After two years of editing, the film was released in 2023. Scionka said the film is for anyone, but was made with the hope to expand the scope of what Orthodoxy is to members of the church elsewhere in the world.
“My initial vision was that it would be for Orthodox Christians in the lower 48, that it would kind of introduce them and expose them to this kind of lesser known world of Orthodoxy that really is a part of who we all are,” Scionka said.
He said, since the film’s release, it’s done just that. "Sacred Alaska" has premiered all over the world, first debuting at an Orthodox film festival in Australia. Scinoka remembered a screening in Romania, a historically Orthodox nation.
“It was really neat to kind of take this story to kind of, quote, unquote, the old world, old world Orthodoxy. And they just loved it,” Scionka remembered. “I mean, for them to see Orthodoxy in such a different context, kind of outside of the traditions of Eastern Europe, Russia, Romania, or Greece, and just kind of see it in the unique Alaskan context — it was quite eye opening.”
But on the Y-K Delta, the film’s debut on its own turf had a warm reception. In an event hosted by the Kuskokwim Consortium Library, Bethel’s Cultural Center turned movie theater had dozens of attendees and free popcorn to boot.
Members of Bethel's St. Sophia Russian Orthodox Church said a blessing and sang a song before they settled in to watch themselves and neighbors in the documentary.

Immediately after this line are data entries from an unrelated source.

//! Input validation for receipts and assignments.
//!
//! Everything the engine relies on is checked here: amounts are
//! non-negative and, taken together, within [`MAX_RECEIPT_AMOUNT`], and
//! share terms are positive. Inside those bounds every sum the engine forms
//! fits in `i64`.

use std::collections::HashSet;

use crate::error::{SettleError, SettleResult};
use crate::models::{Assignment, Cents, LineItem, MAX_RECEIPT_AMOUNT, Member, Receipt};

use super::settle::SettlementInput;

pub(crate) fn check_amount(field: &str, amount: Cents) -> SettleResult<()> {
    if amount < 0 {
        return Err(SettleError::InvalidAmount {
            field: field.to_string(),
            message: format!("must not be negative, got {}", amount),
        });
    }
    if amount > MAX_RECEIPT_AMOUNT {
        return Err(SettleError::InvalidAmount {
            field: field.to_string(),
            message: format!("must not exceed {}, got {}", MAX_RECEIPT_AMOUNT, amount),
        });
    }
    Ok(())
}

pub(crate) fn check_line_total(item_id: &str, line_total: Cents) -> SettleResult<()> {
    if line_total < 0 {
        return Err(SettleError::InvalidLineItem {
            item_id: item_id.to_string(),
            message: format!("line total must not be negative, got {}", line_total),
        });
    }
    if line_total > MAX_RECEIPT_AMOUNT {
        return Err(SettleError::InvalidLineItem {
            item_id: item_id.to_string(),
            message: format!(
                "line total must not exceed {}, got {}",
                MAX_RECEIPT_AMOUNT, line_total
            ),
        });
    }
    Ok(())
}

/// Line totals plus tax and tip, summed in `i128` so the check itself
/// cannot overflow.
fn check_combined<'a>(
    line_totals: impl Iterator<Item = &'a Cents>,
    tax: Cents,
    tip: Cents,
) -> SettleResult<()> {
    let combined: i128 = line_totals.map(|&t| i128::from(t)).sum::<i128>()
        + i128::from(tax)
        + i128::from(tip);
    if combined > i128::from(MAX_RECEIPT_AMOUNT) {
        return Err(SettleError::InvalidAmount {
            field: "receipt".to_string(),
            message: format!(
                "line totals, tax and tip add up to {}, above the limit of {}",
                combined, MAX_RECEIPT_AMOUNT
            ),
        });
    }
    Ok(())
}

fn check_share_terms(a: &Assignment) -> SettleResult<()> {
    let invalid = |message: String| SettleError::InvalidAssignment {
        line_item_id: a.line_item_id.clone(),
        member_id: a.member_id.clone(),
        message,
    };

    if a.share_numerator < 1 {
        return Err(invalid(format!(
            "share numerator must be at least 1, got {}",
            a.share_numerator
        )));
    }
    if a.share_denominator < 1 {
        return Err(invalid(format!(
            "share denominator must be at least 1, got {}",
            a.share_denominator
        )));
    }
    Ok(())
}

pub(crate) fn check_payer(receipt: &Receipt, payer_id: &str) -> SettleResult<()> {
    if receipt.member(payer_id).is_none() {
        return Err(SettleError::UnknownMember {
            member_id: payer_id.to_string(),
        });
    }
    Ok(())
}

pub(crate) fn check_member(member: &Member) -> SettleResult<()> {
    if member.name.trim().is_empty() {
        return Err(SettleError::InvalidMember {
            member_id: member.id.clone(),
            message: "name must not be empty".to_string(),
        });
    }
    Ok(())
}

/// Validates a receipt before it is stored or after an edit.
///
/// Checks that every amount is non-negative, line totals plus tax and tip
/// stay within [`MAX_RECEIPT_AMOUNT`], line item ids are unique, and the
/// payer (when set) is one of the receipt's members.
pub fn validate_receipt(receipt: &Receipt) -> SettleResult<()> {
    check_amount("tax", receipt.tax)?;
    check_amount("tip", receipt.tip)?;
    if let Some(total) = receipt.total {
        check_amount("total", total)?;
    }

    let mut seen = HashSet::new();
    for item in &receipt.line_items {
        check_line_total(&item.id, item.line_total)?;
        if !seen.insert(item.id.as_str()) {
            return Err(SettleError::InvalidLineItem {
                item_id: item.id.clone(),
                message: "duplicate line item id".to_string(),
            });
        }
    }
    check_combined(
        receipt.line_items.iter().map(|item| &item.line_total),
        receipt.tax,
        receipt.tip,
    )?;

    if let Some(payer_id) = &receipt.payer_id {
        check_payer(receipt, payer_id)?;
    }
    Ok(())
}

/// Validates a full replacement set of assignments for a receipt.
///
/// Every row must have a numerator and denominator of at least 1, reference
/// a line item on the receipt and a member of its group, and no
/// (line item, member) pair may appear twice.
pub fn validate_assignments(receipt: &Receipt, assignments: &[Assignment]) -> SettleResult<()> {
    let mut seen = HashSet::new();

    for a in assignments {
        check_share_terms(a)?;

        let invalid = |message: &str| SettleError::InvalidAssignment {
            line_item_id: a.line_item_id.clone(),
            member_id: a.member_id.clone(),
            message: message.to_string(),
        };
        if receipt.line_item(&a.line_item_id).is_none() {
            return Err(invalid("line item is not on this receipt"));
        }
        if receipt.member(&a.member_id).is_none() {
            return Err(SettleError::UnknownMember {
                member_id: a.member_id.clone(),
            });
        }
        if !seen.insert((a.line_item_id.as_str(), a.member_id.as_str())) {
            return Err(invalid("member is assigned to this line item twice"));
        }
    }
    Ok(())
}

/// Validates ad-hoc engine input that did not come from a stored receipt.
///
/// Applies the same amount bounds as [`validate_receipt`] and the same share
/// term rules as [`validate_assignments`]. Assignments may still reference
/// line items that were not supplied; the engine reports those itself.
pub fn validate_input(input: &SettlementInput) -> SettleResult<()> {
    check_amount("tax", input.tax)?;
    check_amount("tip", input.tip)?;
    for item in &input.line_items {
        check_line_total(&item.id, item.line_total)?;
    }
    check_combined(
        input.line_items.iter().map(|item: &LineItem| &item.line_total),
        input.tax,
        input.tip,
    )?;

    for a in &input.assignments {
        check_share_terms(a)?;
    }
    Ok(())
}
//! Error types for the receipt settlement system.
//!
//! The allocation engine itself never fails; every variant here comes from
//! the layers around it: configuration, storage, workflow preconditions,
//! assignment validation and ledger export validation.

use thiserror::Error;

use crate::models::{Cents, ReceiptStatus};

/// The main error type for the receipt settlement system.
///
/// # Example
///
/// ```
/// use receipt_split::error::SettleError;
///
/// let error = SettleError::ReceiptNotFound {
///     id: "rcpt_001".to_string(),
/// };
/// assert_eq!(error.to_string(), "Receipt not found: rcpt_001");
/// ```
#[derive(Debug, Error)]
pub enum SettleError {
    /// Configuration file was not found at the specified path.
    #[error("Configuration file not found: {path}")]
    ConfigNotFound {
        /// The path that was not found.
        path: String,
    },

    /// Configuration file could not be parsed.
    #[error("Failed to parse configuration file '{path}': {message}")]
    ConfigParseError {
        /// The path to the file that failed to parse.
        path: String,
        /// A description of the parse error.
        message: String,
    },

    /// No receipt exists with the given identifier.
    #[error("Receipt not found: {id}")]
    ReceiptNotFound {
        /// The receipt identifier that was looked up.
        id: String,
    },

    /// The receipt has no line item with the given identifier.
    #[error("Line item '{item_id}' not found on receipt '{receipt_id}'")]
    LineItemNotFound {
        /// The receipt that was searched.
        receipt_id: String,
        /// The missing line item identifier.
        item_id: String,
    },

    /// A line item carried invalid data.
    #[error("Invalid line item '{item_id}': {message}")]
    InvalidLineItem {
        /// The offending line item.
        item_id: String,
        /// What made it invalid.
        message: String,
    },

    /// A receipt-level amount (tax, tip, total) was out of range.
    #[error("Invalid amount for '{field}': {message}")]
    InvalidAmount {
        /// The field that was invalid.
        field: String,
        /// What made it invalid.
        message: String,
    },

    /// An assignment row failed validation.
    #[error("Invalid assignment of line item '{line_item_id}' to member '{member_id}': {message}")]
    InvalidAssignment {
        /// The line item the assignment references.
        line_item_id: String,
        /// The member the assignment references.
        member_id: String,
        /// What made it invalid.
        message: String,
    },

    /// A member id does not belong to the receipt's group.
    #[error("Unknown member: {member_id}")]
    UnknownMember {
        /// The unrecognised member identifier.
        member_id: String,
    },

    /// A member update carried invalid data.
    #[error("Invalid member '{member_id}': {message}")]
    InvalidMember {
        /// The member being updated.
        member_id: String,
        /// What made it invalid.
        message: String,
    },

    /// Exact-amount shares of a line item do not add up to its total.
    #[error("Manual split of line item '{line_item_id}' sums to {actual}, expected {expected}")]
    ManualSplitMismatch {
        /// The line item being split.
        line_item_id: String,
        /// The line item total.
        expected: Cents,
        /// The sum of the supplied amounts.
        actual: Cents,
    },

    /// Settling or exporting requires a payer.
    #[error("No payer set for this receipt")]
    NoPayer,

    /// Settling requires at least one assignment.
    #[error("No item assignments found for this receipt")]
    NoAssignments,

    /// Settling requires at least one valid line item.
    #[error("No valid line items found for this receipt")]
    NoValidLineItems,

    /// Exporting requires a settled receipt.
    #[error("Receipt must be settled before exporting (status: {status})")]
    ReceiptNotSettled {
        /// The receipt's current status.
        status: ReceiptStatus,
    },

    /// Exporting requires stored settlement records.
    #[error("No settlements found for this receipt")]
    NoSettlements,

    /// Some members have no external ledger account mapping.
    #[error("Members not mapped to a ledger account: {}", names.join(", "))]
    UnmappedMembers {
        /// Display names of the unmapped members.
        names: Vec<String>,
    },

    /// The storage backend failed.
    #[error("Storage error: {message}")]
    Storage {
        /// A description of the failure.
        message: String,
    },
}

/// A type alias for Results that return SettleError.
pub type SettleResult<T> = Result<T, SettleError>;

In its international stint, "Sacred Alaska" had the ability to transport others across the world to the far corners of the Y-K Delta. But in Bethel, after the credits rolled, the patrons trickled outside into the chilly March air, into the landscape of tundra and the still-frozen Kuskokwim River — home.
"Sacred Alaska" is available to rent online at sacredalaska.vhx.tv.